Supplied records >>
//! Exporter engine: retrieval, conversion and archive assembly.
mod archive;
mod checksum;
mod convert;
mod export;
mod fetch;
mod filename;
mod frontmatter;
mod persist;
mod pipeline;
mod presets;
mod site;
mod types;

pub use archive::{
    ArchiveBuilder, ArchiveEntry, ArchiveError, ArchiveSummary, CompressionMethod, Compressor,
    DeflateCompressor, DosDateTime, EntryProgress, EntryStatus, StoreCompressor,
    CENTRAL_HEADER_LEN, END_RECORD_LEN, LOCAL_HEADER_LEN,
};
pub use checksum::{checksum, Crc32};
pub use convert::{Converter, MarkdownConverter};
pub use export::{
    apply_replacements, Clock, ExportError, ExportOptions, ExportSummary, Exporter,
    DEFAULT_IDENTITY,
};
pub use fetch::{FetchSettings, PostSource, ReqwestPostSource};
pub use filename::entry_stem;
pub use frontmatter::{encode, FrontMatterError, FrontMatterValue, YamlDocument};
pub use persist::{ensure_output_dir, ArchiveFile, PersistError};
pub use pipeline::{
    retrieve_posts, ConfigError, PipelineConfig, PipelineConfigBuilder, Retrieval,
    DEFAULT_LIMIT, DEFAULT_OFFSET,
};
pub use presets::{FrontMatterMapper, FrontMatterPreset, FrontMatterSource, UnknownPreset};
pub use site::{SiteAddress, SiteError};
pub use types::{
    ExportEvent, FailureKind, FetchError, NullProgressSink, PostRecord, PostSummary, PostTag,
    ProgressSink, RetrievalOutcome,
};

What you have to do >>
Everything in the listing above should be repeated exactly.

Output for this task >>
//! Exporter engine: retrieval, conversion and archive assembly.
mod archive;
mod checksum;
mod convert;
mod export;
mod fetch;
mod filename;
mod frontmatter;
mod persist;
mod pipeline;
mod presets;
mod site;
mod types;

pub use archive::{
    ArchiveBuilder, ArchiveEntry, ArchiveError, ArchiveSummary, CompressionMethod, Compressor,
    DeflateCompressor, DosDateTime, EntryProgress, EntryStatus, StoreCompressor,
    CENTRAL_HEADER_LEN, END_RECORD_LEN, LOCAL_HEADER_LEN,
};
pub use checksum::{checksum, Crc32};
pub use convert::{Converter, MarkdownConverter};
pub use export::{
    apply_replacements, Clock, ExportError, ExportOptions, ExportSummary, Exporter,
    DEFAULT_IDENTITY,
};
pub use fetch::{FetchSettings, PostSource, ReqwestPostSource};
pub use filename::entry_stem;
pub use frontmatter::{encode, FrontMatterError, FrontMatterValue, YamlDocument};
pub use persist::{ensure_output_dir, ArchiveFile, PersistError};
pub use pipeline::{
    retrieve_posts, ConfigError, PipelineConfig, PipelineConfigBuilder, Retrieval,
    DEFAULT_LIMIT, DEFAULT_OFFSET,
};
pub use presets::{FrontMatterMapper, FrontMatterPreset, FrontMatterSource, UnknownPreset};
pub use site::{SiteAddress, SiteError};
pub use types::{
    ExportEvent, FailureKind, FetchError, NullProgressSink, PostRecord, PostSummary, PostTag,
    ProgressSink, RetrievalOutcome,
};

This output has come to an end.